Exercise objective: Locate the word "CPLSetConfigOption" in the entries below, then gather every line that holds it.

Material supplied:
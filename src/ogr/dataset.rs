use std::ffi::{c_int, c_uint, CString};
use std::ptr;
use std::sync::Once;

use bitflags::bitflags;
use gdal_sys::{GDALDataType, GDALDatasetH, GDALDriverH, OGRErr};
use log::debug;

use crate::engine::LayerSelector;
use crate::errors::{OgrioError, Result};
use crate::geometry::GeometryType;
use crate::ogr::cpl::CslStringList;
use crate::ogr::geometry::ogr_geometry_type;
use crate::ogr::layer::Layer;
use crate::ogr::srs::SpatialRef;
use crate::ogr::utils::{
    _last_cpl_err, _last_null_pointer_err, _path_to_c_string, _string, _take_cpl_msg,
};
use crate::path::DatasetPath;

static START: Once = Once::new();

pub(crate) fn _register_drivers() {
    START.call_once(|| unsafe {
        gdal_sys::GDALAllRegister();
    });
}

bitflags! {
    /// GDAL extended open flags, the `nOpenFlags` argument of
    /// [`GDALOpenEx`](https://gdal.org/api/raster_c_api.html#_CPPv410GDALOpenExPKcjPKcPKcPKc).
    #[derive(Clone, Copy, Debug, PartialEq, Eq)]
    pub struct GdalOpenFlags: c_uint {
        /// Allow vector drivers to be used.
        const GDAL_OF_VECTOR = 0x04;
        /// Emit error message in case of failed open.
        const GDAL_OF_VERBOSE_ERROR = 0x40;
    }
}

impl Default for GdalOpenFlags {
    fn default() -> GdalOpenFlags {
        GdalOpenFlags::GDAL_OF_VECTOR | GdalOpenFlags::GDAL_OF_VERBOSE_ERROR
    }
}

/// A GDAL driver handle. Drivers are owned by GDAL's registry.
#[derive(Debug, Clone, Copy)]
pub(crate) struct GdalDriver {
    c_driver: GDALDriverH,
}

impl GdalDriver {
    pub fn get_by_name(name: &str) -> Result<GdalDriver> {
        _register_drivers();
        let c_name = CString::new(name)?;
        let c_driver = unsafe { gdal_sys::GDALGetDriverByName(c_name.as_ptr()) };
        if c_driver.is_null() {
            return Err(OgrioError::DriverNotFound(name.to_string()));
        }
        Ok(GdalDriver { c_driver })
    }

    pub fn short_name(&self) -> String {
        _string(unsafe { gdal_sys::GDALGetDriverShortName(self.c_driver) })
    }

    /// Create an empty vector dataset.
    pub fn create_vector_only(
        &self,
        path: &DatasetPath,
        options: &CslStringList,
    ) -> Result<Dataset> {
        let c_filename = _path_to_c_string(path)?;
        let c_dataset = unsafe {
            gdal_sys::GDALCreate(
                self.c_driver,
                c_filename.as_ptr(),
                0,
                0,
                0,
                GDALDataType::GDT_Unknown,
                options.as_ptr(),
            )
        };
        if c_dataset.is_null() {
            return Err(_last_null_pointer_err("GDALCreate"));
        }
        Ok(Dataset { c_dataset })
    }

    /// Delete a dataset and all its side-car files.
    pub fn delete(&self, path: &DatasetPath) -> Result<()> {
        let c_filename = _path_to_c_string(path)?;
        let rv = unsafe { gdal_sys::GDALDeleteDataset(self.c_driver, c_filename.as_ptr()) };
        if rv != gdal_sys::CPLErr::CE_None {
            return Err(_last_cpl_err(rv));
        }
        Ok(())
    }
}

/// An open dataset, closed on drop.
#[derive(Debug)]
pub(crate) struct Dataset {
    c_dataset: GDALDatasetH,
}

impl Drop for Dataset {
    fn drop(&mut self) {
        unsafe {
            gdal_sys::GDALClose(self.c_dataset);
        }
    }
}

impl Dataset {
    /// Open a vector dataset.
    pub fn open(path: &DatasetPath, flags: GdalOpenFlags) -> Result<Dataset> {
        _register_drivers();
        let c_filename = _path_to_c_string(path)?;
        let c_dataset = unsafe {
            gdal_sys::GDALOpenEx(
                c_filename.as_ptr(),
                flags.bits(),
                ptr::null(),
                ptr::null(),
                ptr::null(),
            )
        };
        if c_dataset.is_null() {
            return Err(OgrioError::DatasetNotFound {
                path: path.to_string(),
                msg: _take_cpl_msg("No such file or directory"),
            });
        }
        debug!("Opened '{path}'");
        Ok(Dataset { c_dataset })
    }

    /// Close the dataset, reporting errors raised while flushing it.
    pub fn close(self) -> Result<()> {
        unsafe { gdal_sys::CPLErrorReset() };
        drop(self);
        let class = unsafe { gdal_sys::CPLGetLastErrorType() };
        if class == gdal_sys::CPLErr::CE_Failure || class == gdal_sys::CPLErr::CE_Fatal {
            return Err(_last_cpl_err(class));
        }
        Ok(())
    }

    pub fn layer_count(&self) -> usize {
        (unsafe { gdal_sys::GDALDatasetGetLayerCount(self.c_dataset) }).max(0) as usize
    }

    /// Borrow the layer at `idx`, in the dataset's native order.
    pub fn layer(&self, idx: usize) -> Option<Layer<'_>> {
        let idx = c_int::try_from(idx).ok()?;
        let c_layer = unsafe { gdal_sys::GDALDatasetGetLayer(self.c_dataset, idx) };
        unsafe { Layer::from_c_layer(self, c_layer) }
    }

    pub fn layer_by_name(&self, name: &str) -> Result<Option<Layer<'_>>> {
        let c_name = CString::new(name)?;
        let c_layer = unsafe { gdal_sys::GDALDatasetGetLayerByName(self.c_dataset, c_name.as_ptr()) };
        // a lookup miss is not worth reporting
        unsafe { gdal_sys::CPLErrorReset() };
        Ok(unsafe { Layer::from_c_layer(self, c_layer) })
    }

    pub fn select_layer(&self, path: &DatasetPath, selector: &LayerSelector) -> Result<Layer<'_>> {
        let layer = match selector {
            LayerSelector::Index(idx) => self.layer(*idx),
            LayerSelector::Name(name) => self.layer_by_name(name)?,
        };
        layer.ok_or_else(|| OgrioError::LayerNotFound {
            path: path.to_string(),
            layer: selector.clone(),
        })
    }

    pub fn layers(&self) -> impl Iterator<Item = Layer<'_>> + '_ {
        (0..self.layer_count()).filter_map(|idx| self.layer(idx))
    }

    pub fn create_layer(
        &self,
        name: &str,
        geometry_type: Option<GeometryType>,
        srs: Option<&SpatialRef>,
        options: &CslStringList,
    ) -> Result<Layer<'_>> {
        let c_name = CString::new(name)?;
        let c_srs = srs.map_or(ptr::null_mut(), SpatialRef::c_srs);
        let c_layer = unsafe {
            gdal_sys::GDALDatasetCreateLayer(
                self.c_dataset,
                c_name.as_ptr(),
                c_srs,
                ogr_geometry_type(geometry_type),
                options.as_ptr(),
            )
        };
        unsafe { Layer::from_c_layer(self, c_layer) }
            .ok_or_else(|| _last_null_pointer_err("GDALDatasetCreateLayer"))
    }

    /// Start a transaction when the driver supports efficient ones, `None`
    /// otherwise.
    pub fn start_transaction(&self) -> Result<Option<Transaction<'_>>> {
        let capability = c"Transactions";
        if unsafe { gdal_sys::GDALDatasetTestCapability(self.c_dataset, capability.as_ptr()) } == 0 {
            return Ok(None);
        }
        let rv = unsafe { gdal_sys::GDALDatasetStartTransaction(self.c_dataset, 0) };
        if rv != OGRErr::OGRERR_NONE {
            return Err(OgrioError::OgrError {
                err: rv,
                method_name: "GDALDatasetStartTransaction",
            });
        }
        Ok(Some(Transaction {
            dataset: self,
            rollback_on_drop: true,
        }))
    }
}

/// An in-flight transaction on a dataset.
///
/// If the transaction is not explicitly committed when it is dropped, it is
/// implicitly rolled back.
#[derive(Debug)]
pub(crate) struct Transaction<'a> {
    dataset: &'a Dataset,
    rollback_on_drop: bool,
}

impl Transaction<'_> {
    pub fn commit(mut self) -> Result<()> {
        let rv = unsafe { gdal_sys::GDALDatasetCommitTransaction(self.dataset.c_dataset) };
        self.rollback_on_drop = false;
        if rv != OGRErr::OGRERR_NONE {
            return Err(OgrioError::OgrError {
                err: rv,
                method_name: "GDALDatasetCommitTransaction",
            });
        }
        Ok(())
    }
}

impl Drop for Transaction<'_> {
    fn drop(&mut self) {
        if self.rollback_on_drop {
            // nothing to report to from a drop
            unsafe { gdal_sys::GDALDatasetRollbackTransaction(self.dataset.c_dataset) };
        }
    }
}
==
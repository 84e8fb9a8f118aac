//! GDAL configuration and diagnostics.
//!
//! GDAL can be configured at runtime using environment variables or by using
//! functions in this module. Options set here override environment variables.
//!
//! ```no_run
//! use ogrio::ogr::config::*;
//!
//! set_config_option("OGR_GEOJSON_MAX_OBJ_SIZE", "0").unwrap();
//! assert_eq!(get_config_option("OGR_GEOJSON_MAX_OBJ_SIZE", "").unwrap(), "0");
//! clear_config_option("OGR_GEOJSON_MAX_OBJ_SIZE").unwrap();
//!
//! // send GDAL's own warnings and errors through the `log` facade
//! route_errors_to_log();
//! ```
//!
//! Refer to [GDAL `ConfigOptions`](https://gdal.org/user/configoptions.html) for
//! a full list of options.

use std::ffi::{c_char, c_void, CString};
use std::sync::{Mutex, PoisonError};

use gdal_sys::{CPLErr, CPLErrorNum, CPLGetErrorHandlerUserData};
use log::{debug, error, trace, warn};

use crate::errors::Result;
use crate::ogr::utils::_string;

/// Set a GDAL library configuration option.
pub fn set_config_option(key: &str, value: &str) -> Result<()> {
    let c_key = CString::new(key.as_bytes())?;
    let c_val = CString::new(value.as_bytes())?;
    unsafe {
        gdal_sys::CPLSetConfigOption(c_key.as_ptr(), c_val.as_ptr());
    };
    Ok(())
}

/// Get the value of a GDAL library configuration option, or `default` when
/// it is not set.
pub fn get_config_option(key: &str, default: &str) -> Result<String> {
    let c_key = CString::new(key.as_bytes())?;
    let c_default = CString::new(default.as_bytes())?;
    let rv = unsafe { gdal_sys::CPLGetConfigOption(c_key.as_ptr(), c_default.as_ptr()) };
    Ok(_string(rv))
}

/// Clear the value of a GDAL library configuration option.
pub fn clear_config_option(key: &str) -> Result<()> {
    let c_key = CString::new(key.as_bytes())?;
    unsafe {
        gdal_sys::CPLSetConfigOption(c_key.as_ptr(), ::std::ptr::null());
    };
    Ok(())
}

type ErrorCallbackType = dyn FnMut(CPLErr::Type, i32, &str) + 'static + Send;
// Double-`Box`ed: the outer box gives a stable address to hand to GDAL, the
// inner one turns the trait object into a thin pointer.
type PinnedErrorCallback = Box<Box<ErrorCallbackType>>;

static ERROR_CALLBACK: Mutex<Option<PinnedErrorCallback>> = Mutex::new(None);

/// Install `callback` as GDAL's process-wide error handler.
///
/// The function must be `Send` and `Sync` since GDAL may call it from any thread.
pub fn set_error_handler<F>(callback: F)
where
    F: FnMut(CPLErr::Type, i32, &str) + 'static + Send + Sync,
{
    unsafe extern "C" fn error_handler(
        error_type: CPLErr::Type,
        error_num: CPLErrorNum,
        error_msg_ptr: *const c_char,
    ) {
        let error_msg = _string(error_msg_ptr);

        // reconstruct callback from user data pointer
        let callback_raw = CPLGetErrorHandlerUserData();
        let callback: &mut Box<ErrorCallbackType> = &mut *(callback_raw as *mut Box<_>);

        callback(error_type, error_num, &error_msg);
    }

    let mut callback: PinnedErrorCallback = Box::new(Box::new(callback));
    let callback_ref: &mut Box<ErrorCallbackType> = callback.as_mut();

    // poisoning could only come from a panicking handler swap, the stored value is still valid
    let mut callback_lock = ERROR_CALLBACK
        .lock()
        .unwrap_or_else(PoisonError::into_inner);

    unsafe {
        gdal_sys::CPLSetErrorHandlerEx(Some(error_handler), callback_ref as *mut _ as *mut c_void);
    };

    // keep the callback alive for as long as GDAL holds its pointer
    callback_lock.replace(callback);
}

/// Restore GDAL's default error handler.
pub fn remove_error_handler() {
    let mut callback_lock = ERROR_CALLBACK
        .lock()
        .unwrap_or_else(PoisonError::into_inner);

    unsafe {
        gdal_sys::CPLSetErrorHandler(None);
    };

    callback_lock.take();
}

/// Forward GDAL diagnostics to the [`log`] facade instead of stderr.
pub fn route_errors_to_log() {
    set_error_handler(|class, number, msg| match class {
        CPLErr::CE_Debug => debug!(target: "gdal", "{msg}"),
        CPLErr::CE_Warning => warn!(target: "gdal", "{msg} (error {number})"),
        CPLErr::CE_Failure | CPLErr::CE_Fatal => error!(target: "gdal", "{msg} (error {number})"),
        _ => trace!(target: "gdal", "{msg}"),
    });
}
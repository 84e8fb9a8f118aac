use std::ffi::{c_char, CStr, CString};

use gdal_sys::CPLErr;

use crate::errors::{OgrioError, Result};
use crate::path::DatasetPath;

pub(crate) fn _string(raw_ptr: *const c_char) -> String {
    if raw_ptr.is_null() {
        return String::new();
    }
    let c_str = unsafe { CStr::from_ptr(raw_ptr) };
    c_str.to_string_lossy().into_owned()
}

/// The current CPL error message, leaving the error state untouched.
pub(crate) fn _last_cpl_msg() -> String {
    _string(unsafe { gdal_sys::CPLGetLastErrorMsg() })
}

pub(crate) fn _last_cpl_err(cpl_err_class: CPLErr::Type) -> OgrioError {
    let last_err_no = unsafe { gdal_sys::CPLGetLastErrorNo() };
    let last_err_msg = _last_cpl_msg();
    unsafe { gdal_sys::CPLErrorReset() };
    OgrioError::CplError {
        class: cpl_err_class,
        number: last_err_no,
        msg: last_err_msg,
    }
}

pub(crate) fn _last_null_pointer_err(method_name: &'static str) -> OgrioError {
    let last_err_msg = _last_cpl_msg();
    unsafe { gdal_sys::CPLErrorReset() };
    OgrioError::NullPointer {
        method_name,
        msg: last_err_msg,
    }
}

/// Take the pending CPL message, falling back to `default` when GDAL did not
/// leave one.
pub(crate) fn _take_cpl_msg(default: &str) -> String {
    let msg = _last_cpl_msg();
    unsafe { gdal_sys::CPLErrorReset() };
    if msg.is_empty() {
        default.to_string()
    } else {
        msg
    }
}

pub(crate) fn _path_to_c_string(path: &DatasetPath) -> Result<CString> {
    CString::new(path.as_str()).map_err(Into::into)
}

Answer to the exercise:
        gdal_sys::CPLSetConfigOption(c_key.as_ptr(), c_val.as_ptr());
        gdal_sys::CPLSetConfigOption(c_key.as_ptr(), ::std::ptr::null());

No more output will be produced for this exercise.